In the present case, there is no question that the writ of garnishment did not adequately name the garnishee. While there also may be no question that the garnishee served could have corrected the defect by adding personal knowledge of the plaintiffs intentions to the notice contained in the writ, to do so would be a waiver of the defendant’s rights, contrary to the statute. Peet v. Briggs, supra.
It is also beyond the power of the court to amend the writ. In Starkey v. Lunz, 57 Or 147, 110 P 702 (1910), this court had before it the question whether a court could amend a writ of attachment by adding to the writ the seal of the clerk of the court, which had been omitted when the clerk issued the writ. This court specifically held that the writ could not be amended. We noted that despite the provision in the Code of Civil Procedure which permitted the court to, “at any time, before trial, in furtherance of justice, and upon such terms as may be proper, allow any pleading or proceeding to be amended,” a court could not amend a writ. “We do not think the word ‘proceeding’ as employed in section 102, B & C Comp., is comprehensive enough to embrace process,” and a writ of attachment is a process for enforcing a class of rights.
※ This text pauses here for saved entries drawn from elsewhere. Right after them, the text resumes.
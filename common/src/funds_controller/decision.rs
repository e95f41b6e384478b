use crate::config::TopUpPolicy;
use alloy::primitives::{Address, U256};

#[derive(Debug, Clone, Copy, PartialEq, Eq)]
pub struct FundingCheck {
    pub address: Address,
    pub balance: U256,
    pub threshold: U256,
    pub should_fund: bool,
    pub amount: U256,
}

/// Funding is monotonic in the balance: at or above `threshold` nothing is deposited.
pub fn evaluate_funding(
    address: Address,
    balance: U256,
    threshold: U256,
    policy: TopUpPolicy,
) -> FundingCheck {
    let should_fund = balance < threshold;
    let amount = if !should_fund {
        U256::ZERO
    } else {
        match policy {
            TopUpPolicy::Deficit { margin } => (threshold - balance).saturating_add(margin),
            TopUpPolicy::Fixed(amount) => amount,
        }
    };
    FundingCheck {
        address,
        balance,
        threshold,
        should_fund: should_fund && !amount.is_zero(),
        amount,
    }
}

#[cfg(test)]
mod tests {
    use super::*;
    use alloy::primitives::address;

    const ACCOUNT: Address = address!("0x1234567890123456789012345678901234567890");
    const HALF_ETH: u128 = 500_000_000_000_000_000;
    const ONE_ETH: u128 = 1_000_000_000_000_000_000;

    #[test]
    fn test_half_balance_gets_at_least_the_deficit() {
        let check = evaluate_funding(
            ACCOUNT,
            U256::from(HALF_ETH),
            U256::from(ONE_ETH),
            TopUpPolicy::default(),
        );
        assert!(check.should_fund);
        assert!(check.amount >= U256::from(HALF_ETH));
    }

    #[test]
    fn test_balance_above_threshold_is_left_alone() {
        let check = evaluate_funding(
            ACCOUNT,
            U256::from(1_200_000_000_000_000_000u128),
            U256::from(ONE_ETH),
            TopUpPolicy::Fixed(U256::from(ONE_ETH)),
        );
        assert!(!check.should_fund);
        assert_eq!(check.amount, U256::ZERO);
    }

    #[test]
    fn test_decision_is_monotonic_around_threshold() {
        let threshold = U256::from(1_000);
        for balance in [0u64, 1, 500, 999, 1_000, 1_001, 10_000] {
            let check = evaluate_funding(
                ACCOUNT,
                U256::from(balance),
                threshold,
                TopUpPolicy::Deficit {
                    margin: U256::from(10),
                },
            );
            assert_eq!(check.should_fund, U256::from(balance) < threshold);
            if check.should_fund {
                assert_eq!(check.amount, threshold - U256::from(balance) + U256::from(10));
            }
        }
    }

    #[test]
    fn test_zero_threshold_never_funds() {
        let check = evaluate_funding(ACCOUNT, U256::ZERO, U256::ZERO, TopUpPolicy::default());
        assert!(!check.should_fund);
    }
}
Id. at 152.
The circuit court in the present case lacked the authority to amend the writ of garnishment. The intentions of the plaintiff concerning who should have been .named as garnishee were not properly before the court. Once the writ of garnishment is prepared and served, it must stand by itself. The questions before the court should have been confined to whether the garnishees named in the writ actually existed and whether those garnishees who actually did exist had filed proper certificates as required by ORS 29.235(1). Since there is no dispute that the only garnishee named in the writ who could have been before the court did not file the required certificate, the court should have then proceeded to a determination of the garnishee’s liability under ORS 29.275. Substitution of alternative garnishees was beyond the authority of the court.
The decision of the Court of Appeals and the judgment of the circuit court are reversed, and the case is *329remanded to the circuit court for further proceedings consistent with this opinion.